◆ TASK DESCRIPTION
Could you state how many lines of the material hold "data"? Include nothing beyond the number.

◆ SOURCE RECORDS
* * * * *

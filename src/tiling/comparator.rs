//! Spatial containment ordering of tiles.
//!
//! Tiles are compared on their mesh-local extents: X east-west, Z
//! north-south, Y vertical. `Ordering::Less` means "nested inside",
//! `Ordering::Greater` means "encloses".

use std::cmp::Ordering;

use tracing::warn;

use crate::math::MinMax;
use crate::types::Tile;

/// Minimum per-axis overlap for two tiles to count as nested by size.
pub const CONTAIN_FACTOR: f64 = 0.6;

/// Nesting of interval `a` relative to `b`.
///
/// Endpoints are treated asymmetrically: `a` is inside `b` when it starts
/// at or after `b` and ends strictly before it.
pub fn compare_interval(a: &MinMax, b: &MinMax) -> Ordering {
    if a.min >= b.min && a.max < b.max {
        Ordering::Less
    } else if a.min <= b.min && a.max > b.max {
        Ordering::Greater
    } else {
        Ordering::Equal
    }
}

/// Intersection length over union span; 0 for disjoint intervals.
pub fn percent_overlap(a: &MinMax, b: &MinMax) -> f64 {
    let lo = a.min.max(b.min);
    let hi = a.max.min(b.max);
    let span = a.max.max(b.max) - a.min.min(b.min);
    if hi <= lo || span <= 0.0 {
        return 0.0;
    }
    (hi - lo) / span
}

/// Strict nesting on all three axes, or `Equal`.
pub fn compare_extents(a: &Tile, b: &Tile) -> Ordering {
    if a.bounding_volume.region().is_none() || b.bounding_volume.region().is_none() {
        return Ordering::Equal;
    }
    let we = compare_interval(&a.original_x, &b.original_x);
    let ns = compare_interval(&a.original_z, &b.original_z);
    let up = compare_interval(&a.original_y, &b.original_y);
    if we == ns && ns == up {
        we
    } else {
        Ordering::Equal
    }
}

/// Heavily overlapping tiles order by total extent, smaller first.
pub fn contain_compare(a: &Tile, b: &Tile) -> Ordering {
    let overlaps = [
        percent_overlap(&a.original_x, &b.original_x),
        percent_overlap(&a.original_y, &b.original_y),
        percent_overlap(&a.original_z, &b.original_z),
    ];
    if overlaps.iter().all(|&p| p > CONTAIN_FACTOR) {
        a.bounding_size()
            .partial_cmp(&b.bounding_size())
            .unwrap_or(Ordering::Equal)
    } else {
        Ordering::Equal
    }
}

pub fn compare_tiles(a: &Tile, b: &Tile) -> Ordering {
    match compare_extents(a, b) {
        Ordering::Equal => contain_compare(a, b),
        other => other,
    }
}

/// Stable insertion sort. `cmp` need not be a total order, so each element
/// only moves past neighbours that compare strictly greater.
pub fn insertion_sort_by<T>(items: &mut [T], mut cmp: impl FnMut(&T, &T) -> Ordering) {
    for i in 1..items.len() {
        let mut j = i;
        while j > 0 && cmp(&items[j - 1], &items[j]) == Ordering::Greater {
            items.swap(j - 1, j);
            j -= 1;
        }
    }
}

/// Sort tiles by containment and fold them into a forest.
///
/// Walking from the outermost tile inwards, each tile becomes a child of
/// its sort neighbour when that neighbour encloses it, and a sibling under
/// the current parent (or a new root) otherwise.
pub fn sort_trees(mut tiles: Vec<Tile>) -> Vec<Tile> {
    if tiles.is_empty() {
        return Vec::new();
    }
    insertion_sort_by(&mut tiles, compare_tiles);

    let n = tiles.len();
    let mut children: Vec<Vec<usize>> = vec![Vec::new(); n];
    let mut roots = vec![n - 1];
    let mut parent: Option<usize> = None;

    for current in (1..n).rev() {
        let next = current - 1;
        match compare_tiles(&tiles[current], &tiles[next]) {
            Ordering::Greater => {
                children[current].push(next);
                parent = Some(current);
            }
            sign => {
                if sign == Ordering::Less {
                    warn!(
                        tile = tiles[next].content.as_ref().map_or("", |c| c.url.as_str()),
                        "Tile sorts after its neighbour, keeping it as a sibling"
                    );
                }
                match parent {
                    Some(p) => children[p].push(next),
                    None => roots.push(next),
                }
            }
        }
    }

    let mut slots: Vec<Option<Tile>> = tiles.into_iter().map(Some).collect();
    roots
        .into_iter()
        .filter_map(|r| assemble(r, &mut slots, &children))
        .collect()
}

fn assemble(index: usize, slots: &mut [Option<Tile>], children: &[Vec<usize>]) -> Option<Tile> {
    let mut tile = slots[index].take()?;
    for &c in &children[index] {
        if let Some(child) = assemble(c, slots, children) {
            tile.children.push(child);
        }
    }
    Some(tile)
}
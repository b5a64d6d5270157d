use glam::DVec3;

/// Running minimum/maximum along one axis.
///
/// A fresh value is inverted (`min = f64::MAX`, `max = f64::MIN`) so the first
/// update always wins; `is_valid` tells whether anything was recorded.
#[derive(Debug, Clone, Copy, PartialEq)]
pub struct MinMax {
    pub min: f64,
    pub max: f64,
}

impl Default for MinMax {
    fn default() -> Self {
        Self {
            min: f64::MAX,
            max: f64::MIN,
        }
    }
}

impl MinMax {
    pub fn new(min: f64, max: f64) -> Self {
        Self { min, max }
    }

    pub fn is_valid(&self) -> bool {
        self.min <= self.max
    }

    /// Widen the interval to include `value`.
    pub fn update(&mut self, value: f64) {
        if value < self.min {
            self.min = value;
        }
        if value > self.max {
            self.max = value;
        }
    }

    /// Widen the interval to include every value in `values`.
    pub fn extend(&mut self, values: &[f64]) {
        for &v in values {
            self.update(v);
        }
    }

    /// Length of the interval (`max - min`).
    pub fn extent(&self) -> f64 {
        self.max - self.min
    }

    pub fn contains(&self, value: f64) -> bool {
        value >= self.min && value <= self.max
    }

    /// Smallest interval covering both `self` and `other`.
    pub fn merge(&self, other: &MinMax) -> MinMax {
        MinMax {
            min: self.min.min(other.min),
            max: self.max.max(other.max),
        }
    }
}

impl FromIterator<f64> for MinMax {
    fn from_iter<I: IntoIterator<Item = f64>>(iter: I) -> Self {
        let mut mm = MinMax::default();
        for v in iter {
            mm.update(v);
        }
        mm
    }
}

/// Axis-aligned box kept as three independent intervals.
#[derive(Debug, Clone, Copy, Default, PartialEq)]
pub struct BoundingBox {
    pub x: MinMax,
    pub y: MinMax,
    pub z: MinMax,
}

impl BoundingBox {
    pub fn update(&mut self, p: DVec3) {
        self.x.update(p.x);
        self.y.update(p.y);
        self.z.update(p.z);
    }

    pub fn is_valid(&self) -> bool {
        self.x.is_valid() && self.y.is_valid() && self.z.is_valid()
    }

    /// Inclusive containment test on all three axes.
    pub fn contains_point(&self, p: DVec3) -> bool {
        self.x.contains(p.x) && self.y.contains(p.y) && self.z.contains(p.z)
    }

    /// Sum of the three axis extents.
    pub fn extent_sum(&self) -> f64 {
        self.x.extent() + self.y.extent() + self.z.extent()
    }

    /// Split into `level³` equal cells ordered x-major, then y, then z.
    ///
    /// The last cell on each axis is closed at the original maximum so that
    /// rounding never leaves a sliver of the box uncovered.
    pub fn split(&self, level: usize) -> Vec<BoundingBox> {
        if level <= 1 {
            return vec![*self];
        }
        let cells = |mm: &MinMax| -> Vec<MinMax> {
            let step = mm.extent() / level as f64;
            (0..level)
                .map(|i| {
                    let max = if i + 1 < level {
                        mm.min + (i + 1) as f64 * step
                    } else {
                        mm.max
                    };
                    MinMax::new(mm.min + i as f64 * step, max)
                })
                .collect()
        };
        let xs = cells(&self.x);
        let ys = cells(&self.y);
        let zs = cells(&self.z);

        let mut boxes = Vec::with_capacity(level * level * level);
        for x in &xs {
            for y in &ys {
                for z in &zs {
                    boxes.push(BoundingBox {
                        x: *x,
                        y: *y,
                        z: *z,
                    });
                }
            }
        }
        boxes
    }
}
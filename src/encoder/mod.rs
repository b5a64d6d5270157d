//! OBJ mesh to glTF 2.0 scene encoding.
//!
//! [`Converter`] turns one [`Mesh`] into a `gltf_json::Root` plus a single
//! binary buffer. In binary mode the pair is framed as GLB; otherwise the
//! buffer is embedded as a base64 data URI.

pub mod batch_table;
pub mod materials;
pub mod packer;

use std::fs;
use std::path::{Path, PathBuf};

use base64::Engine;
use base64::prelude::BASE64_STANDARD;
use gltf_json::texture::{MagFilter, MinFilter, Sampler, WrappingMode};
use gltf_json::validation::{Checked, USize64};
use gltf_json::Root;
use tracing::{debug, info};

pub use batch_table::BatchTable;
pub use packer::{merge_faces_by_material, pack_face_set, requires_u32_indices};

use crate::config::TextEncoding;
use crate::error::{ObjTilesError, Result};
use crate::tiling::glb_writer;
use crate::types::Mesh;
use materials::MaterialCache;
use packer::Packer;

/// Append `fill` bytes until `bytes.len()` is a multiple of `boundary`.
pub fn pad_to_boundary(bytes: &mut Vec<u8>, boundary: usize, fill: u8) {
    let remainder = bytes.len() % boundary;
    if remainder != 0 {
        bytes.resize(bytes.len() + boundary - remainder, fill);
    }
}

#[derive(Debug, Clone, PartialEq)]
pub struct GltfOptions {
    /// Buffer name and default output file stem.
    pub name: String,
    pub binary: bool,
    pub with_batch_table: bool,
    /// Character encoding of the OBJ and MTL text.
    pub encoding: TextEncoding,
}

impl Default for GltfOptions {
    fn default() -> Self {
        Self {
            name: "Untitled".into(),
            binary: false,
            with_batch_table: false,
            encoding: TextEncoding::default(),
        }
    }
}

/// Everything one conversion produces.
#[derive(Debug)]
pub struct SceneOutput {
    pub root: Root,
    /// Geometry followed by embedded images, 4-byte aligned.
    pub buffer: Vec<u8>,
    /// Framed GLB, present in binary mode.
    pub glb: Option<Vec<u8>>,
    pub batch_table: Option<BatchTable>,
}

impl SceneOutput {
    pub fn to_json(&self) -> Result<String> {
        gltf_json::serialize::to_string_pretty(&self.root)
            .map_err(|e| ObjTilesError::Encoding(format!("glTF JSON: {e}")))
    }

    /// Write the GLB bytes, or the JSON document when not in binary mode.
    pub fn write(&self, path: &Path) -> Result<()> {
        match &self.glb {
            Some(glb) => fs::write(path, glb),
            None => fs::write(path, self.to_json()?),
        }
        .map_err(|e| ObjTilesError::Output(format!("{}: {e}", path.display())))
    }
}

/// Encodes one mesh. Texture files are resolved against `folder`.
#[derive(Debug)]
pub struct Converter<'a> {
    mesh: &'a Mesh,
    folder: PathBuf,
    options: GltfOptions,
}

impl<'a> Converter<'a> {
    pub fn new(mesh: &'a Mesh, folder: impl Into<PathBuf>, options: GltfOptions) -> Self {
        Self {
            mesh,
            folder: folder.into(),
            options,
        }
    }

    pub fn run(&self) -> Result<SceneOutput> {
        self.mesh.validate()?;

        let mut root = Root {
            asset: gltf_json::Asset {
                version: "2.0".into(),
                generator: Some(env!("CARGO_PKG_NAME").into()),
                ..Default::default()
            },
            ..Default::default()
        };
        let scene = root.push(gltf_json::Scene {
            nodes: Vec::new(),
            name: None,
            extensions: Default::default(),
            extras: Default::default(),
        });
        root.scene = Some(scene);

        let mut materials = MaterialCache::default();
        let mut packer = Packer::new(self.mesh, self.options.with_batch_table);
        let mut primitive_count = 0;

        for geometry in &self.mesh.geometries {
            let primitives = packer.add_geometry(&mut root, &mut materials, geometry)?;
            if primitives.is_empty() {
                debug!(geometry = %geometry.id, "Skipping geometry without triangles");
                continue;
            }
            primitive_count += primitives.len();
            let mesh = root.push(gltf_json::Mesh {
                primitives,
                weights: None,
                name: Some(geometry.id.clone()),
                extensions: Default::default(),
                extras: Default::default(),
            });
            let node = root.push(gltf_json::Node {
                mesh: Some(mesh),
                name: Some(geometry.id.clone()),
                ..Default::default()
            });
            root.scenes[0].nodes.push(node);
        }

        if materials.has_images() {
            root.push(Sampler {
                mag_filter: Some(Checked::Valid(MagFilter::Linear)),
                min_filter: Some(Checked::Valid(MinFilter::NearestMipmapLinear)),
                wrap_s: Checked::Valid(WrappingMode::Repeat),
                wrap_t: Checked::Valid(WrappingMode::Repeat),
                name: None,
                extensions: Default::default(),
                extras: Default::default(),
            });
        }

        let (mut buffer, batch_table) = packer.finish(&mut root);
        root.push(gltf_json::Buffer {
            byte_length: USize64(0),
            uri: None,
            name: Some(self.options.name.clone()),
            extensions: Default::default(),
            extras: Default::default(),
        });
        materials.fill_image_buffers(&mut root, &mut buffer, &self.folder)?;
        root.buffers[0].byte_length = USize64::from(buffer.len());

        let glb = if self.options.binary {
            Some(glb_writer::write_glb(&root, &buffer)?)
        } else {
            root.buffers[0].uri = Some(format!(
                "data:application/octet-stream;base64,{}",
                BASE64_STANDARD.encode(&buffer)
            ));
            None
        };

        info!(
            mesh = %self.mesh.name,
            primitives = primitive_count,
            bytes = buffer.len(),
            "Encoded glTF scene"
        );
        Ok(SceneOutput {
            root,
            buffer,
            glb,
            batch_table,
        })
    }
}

* * * * *

◆ REPLY
2